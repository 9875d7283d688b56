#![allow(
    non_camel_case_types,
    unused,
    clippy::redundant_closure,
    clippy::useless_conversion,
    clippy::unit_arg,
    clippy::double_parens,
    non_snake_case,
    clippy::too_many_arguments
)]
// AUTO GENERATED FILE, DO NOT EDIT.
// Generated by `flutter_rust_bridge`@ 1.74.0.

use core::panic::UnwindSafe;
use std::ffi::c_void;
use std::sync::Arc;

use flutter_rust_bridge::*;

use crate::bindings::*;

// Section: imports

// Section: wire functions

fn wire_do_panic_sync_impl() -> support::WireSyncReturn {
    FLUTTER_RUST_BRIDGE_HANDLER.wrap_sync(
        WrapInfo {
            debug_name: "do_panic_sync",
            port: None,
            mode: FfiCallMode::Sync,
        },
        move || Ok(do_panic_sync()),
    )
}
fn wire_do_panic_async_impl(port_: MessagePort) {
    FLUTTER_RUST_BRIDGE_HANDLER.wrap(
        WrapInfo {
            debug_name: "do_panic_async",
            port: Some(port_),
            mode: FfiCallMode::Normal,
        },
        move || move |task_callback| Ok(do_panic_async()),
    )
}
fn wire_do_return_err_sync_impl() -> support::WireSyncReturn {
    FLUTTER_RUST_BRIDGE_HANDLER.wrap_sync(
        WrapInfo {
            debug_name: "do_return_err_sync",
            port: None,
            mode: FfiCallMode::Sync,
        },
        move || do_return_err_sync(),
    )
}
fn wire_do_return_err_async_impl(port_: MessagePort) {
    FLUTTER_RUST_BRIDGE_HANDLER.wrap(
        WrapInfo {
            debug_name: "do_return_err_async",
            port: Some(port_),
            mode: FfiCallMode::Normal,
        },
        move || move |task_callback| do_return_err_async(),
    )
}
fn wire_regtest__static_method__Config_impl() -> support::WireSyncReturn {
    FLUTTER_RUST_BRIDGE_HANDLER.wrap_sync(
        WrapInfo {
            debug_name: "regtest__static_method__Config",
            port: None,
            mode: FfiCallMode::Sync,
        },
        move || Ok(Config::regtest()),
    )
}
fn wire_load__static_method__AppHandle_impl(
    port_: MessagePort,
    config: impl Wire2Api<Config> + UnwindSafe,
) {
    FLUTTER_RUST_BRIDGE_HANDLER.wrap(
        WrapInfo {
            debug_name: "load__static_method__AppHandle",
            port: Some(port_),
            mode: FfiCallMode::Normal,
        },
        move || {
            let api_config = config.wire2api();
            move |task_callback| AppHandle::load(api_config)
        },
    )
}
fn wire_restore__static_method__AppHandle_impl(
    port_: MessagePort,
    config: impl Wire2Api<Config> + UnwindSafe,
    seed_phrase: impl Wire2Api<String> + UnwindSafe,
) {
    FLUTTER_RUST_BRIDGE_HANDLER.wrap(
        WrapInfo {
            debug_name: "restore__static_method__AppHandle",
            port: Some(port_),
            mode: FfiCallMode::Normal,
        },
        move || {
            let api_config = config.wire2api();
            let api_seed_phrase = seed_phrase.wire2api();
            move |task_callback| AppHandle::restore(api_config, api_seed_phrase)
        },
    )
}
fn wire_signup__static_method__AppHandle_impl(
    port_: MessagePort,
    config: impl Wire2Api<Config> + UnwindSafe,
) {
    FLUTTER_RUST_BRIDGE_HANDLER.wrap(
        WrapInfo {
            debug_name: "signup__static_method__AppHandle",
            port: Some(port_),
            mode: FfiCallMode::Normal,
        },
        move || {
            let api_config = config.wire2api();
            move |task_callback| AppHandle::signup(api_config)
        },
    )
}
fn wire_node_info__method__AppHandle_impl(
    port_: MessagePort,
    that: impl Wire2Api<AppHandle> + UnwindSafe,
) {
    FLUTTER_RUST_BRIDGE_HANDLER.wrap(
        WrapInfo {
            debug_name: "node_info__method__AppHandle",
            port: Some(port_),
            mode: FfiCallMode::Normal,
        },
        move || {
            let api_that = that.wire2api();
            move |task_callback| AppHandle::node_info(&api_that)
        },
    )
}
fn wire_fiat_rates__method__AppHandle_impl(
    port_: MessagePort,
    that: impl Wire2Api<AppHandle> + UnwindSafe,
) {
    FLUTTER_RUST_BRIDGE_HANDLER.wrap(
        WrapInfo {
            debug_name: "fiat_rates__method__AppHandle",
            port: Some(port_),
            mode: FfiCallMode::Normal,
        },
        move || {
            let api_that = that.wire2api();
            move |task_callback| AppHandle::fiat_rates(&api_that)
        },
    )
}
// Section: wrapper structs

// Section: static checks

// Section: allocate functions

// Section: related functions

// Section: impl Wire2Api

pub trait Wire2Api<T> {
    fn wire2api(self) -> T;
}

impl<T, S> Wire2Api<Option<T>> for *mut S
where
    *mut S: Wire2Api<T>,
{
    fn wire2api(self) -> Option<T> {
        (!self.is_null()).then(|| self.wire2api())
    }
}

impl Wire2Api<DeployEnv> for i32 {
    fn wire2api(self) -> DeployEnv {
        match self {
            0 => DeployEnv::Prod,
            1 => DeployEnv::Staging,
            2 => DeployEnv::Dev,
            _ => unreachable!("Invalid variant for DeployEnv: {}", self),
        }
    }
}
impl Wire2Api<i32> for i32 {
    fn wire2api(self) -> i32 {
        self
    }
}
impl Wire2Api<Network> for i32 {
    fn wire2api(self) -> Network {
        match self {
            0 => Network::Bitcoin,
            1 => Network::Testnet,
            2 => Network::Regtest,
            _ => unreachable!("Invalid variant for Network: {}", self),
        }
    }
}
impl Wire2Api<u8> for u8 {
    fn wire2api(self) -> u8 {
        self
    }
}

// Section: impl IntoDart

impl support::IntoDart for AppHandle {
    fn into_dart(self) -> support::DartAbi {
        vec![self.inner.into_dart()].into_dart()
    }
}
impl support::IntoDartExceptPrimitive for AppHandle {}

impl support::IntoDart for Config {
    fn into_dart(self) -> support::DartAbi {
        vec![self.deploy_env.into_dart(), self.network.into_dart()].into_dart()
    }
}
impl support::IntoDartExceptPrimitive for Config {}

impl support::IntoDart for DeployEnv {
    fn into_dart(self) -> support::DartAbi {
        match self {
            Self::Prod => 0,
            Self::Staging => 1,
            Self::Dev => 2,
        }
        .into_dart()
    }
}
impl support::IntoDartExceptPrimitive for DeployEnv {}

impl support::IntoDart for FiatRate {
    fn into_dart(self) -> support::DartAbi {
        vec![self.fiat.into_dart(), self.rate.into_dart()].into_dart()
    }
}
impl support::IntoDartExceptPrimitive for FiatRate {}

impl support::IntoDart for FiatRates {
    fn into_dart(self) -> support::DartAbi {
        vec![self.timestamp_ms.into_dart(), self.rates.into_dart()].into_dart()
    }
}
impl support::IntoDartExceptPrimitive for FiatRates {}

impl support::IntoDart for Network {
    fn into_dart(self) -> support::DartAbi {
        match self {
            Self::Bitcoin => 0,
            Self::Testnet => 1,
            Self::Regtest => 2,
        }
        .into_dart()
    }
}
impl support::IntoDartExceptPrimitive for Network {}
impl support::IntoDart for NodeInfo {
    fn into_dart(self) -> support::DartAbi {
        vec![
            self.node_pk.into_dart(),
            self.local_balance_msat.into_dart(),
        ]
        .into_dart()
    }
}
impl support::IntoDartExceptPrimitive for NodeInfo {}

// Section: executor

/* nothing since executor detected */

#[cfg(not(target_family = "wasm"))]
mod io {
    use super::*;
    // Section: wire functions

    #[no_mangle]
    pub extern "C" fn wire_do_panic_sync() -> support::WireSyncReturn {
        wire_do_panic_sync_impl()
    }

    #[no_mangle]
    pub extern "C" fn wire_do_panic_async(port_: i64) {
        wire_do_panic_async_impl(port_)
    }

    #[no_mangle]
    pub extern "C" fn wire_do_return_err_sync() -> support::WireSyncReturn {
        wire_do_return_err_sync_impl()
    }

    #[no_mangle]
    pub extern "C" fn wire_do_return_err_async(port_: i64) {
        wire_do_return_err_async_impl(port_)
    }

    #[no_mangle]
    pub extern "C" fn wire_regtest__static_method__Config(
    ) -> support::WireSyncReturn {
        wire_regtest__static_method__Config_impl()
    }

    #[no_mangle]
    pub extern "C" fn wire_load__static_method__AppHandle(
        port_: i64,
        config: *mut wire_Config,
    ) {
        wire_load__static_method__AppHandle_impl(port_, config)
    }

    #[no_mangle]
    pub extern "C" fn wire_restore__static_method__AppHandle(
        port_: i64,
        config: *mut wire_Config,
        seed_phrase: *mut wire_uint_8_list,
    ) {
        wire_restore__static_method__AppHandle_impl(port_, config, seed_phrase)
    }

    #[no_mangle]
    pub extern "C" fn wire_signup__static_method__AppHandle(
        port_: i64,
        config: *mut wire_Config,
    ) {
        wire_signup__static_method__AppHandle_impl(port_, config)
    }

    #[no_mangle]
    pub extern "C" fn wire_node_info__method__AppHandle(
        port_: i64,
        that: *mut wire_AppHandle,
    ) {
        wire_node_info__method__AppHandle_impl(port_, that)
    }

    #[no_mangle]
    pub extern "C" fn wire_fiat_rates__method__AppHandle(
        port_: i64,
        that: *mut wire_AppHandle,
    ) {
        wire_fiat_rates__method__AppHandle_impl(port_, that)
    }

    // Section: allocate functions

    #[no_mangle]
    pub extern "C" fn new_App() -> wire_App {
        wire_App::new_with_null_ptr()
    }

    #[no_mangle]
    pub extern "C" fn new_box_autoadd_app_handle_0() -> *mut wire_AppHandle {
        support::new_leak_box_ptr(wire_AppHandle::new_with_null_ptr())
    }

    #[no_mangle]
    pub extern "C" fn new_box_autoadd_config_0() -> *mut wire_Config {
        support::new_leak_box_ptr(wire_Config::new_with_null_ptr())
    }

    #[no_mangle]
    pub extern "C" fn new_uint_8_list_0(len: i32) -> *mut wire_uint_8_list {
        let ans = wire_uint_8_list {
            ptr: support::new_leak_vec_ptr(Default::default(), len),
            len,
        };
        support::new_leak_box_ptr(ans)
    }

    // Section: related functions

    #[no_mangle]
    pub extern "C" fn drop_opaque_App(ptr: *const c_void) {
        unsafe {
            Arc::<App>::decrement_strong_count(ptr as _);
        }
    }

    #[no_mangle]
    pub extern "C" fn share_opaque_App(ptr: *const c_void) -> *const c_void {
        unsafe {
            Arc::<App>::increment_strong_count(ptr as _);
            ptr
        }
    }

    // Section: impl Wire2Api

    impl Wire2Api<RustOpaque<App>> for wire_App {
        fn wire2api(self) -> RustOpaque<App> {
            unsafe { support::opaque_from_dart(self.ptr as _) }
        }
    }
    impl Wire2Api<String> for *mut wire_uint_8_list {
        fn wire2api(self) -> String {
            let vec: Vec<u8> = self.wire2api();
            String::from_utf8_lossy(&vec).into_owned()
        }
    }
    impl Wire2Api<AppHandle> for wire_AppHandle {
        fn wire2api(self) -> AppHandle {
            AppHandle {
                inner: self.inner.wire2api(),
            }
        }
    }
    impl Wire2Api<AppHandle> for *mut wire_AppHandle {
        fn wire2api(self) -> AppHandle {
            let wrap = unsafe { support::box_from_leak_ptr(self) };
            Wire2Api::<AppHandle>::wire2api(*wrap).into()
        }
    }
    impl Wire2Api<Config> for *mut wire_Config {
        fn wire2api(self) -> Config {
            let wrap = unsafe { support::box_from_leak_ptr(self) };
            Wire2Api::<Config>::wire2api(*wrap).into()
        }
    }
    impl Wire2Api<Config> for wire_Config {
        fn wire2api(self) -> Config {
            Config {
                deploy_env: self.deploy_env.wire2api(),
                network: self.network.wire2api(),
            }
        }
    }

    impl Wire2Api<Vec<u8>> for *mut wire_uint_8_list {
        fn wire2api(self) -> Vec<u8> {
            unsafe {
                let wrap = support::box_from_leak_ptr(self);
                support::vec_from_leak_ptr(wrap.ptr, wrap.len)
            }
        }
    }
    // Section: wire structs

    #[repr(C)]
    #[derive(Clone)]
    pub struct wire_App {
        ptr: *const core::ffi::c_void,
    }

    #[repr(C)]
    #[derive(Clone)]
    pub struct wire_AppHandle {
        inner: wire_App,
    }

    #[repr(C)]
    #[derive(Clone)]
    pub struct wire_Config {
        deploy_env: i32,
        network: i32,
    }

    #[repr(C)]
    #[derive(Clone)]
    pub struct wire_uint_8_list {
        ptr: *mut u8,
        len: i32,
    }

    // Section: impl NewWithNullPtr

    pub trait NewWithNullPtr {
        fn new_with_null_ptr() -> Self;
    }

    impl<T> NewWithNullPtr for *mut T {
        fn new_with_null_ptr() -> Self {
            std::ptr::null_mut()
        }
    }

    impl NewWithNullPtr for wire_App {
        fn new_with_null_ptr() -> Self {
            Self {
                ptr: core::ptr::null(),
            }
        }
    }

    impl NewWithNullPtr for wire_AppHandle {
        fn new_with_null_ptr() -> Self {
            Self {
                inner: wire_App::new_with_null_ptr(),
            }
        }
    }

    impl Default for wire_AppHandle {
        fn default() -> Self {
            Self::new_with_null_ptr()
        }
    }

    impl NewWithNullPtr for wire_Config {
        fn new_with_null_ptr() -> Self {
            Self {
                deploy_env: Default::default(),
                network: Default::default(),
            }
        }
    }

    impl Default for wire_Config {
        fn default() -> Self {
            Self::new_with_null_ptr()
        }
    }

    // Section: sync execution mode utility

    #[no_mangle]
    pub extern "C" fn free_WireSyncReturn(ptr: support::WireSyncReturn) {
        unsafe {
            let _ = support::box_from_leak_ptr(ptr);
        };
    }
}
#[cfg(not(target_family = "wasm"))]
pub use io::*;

#####

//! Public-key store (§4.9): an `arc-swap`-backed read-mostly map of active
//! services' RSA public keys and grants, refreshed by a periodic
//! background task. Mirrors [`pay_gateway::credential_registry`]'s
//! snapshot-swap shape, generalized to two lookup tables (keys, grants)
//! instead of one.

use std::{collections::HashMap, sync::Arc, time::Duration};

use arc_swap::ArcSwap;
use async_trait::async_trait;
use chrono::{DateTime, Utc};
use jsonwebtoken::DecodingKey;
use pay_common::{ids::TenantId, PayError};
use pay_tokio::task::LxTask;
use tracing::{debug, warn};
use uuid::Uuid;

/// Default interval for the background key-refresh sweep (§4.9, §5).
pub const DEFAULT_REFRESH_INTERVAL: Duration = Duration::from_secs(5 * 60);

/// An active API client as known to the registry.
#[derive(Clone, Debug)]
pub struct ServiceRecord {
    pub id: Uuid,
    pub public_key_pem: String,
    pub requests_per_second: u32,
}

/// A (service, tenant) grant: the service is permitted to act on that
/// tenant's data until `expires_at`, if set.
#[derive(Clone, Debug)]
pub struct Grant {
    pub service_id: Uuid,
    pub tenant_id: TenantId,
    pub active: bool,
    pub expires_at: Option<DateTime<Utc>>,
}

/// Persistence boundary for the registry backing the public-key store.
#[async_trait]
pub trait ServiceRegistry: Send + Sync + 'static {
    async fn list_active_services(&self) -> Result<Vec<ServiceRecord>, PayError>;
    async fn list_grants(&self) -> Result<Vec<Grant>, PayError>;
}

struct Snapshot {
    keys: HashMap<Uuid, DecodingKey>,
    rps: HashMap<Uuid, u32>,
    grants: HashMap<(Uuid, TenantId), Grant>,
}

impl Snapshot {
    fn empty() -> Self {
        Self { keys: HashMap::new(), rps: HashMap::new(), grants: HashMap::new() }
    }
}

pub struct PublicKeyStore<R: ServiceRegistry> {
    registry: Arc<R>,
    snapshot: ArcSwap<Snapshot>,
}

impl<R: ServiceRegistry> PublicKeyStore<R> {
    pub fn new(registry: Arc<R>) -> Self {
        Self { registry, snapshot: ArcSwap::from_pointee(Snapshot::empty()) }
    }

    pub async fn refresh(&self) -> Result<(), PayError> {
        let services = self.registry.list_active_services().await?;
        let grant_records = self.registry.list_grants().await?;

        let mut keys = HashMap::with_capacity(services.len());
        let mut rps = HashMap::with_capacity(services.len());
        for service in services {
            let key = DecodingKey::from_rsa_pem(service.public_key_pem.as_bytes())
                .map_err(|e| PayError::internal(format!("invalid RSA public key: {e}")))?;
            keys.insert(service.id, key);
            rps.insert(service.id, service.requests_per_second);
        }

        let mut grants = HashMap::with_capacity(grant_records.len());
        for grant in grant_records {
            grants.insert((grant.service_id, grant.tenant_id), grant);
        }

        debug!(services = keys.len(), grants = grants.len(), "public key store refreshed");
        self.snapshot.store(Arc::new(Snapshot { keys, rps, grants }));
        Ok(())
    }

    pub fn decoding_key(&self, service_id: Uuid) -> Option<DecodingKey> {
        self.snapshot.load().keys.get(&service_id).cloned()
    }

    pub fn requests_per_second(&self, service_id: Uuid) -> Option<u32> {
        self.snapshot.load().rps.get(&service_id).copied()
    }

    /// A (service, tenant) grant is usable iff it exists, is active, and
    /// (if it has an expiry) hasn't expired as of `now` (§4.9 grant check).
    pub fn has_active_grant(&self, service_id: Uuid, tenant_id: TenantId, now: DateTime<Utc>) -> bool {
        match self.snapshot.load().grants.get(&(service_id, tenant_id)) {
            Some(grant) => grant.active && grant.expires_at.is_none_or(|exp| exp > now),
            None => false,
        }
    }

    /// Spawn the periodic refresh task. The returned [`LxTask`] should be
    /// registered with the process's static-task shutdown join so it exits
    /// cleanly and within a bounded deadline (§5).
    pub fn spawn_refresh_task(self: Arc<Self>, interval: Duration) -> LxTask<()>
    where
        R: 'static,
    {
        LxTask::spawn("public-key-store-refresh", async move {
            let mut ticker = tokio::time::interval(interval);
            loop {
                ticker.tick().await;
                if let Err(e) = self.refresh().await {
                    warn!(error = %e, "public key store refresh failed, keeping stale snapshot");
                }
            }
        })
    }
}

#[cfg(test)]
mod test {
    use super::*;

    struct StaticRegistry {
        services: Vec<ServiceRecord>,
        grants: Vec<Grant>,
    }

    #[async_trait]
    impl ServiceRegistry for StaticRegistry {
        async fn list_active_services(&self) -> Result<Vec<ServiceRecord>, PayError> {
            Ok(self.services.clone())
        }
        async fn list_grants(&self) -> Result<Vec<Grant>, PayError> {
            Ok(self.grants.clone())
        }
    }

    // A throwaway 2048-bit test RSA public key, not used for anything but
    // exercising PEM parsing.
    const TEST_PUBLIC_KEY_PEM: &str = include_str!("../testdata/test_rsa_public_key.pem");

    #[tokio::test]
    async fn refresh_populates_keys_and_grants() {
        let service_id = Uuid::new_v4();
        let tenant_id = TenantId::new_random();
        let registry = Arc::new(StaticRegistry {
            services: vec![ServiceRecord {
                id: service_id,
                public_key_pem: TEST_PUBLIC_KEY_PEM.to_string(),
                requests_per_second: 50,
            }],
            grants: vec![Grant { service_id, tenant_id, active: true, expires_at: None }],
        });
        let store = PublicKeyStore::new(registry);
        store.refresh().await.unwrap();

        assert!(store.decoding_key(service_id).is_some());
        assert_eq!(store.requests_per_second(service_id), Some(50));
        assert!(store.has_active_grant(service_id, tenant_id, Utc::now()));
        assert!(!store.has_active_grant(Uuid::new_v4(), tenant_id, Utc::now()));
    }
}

#####

- _BRIEF_:
Lines from the entries that contain the word "IntoDartExceptPrimitive" are what the answer must hold.

- _WRITTEN RESPONSE_:
impl support::IntoDartExceptPrimitive for AppHandle {}
impl support::IntoDartExceptPrimitive for Config {}
impl support::IntoDartExceptPrimitive for DeployEnv {}
impl support::IntoDartExceptPrimitive for FiatRate {}
impl support::IntoDartExceptPrimitive for FiatRates {}
impl support::IntoDartExceptPrimitive for Network {}
impl support::IntoDartExceptPrimitive for NodeInfo {}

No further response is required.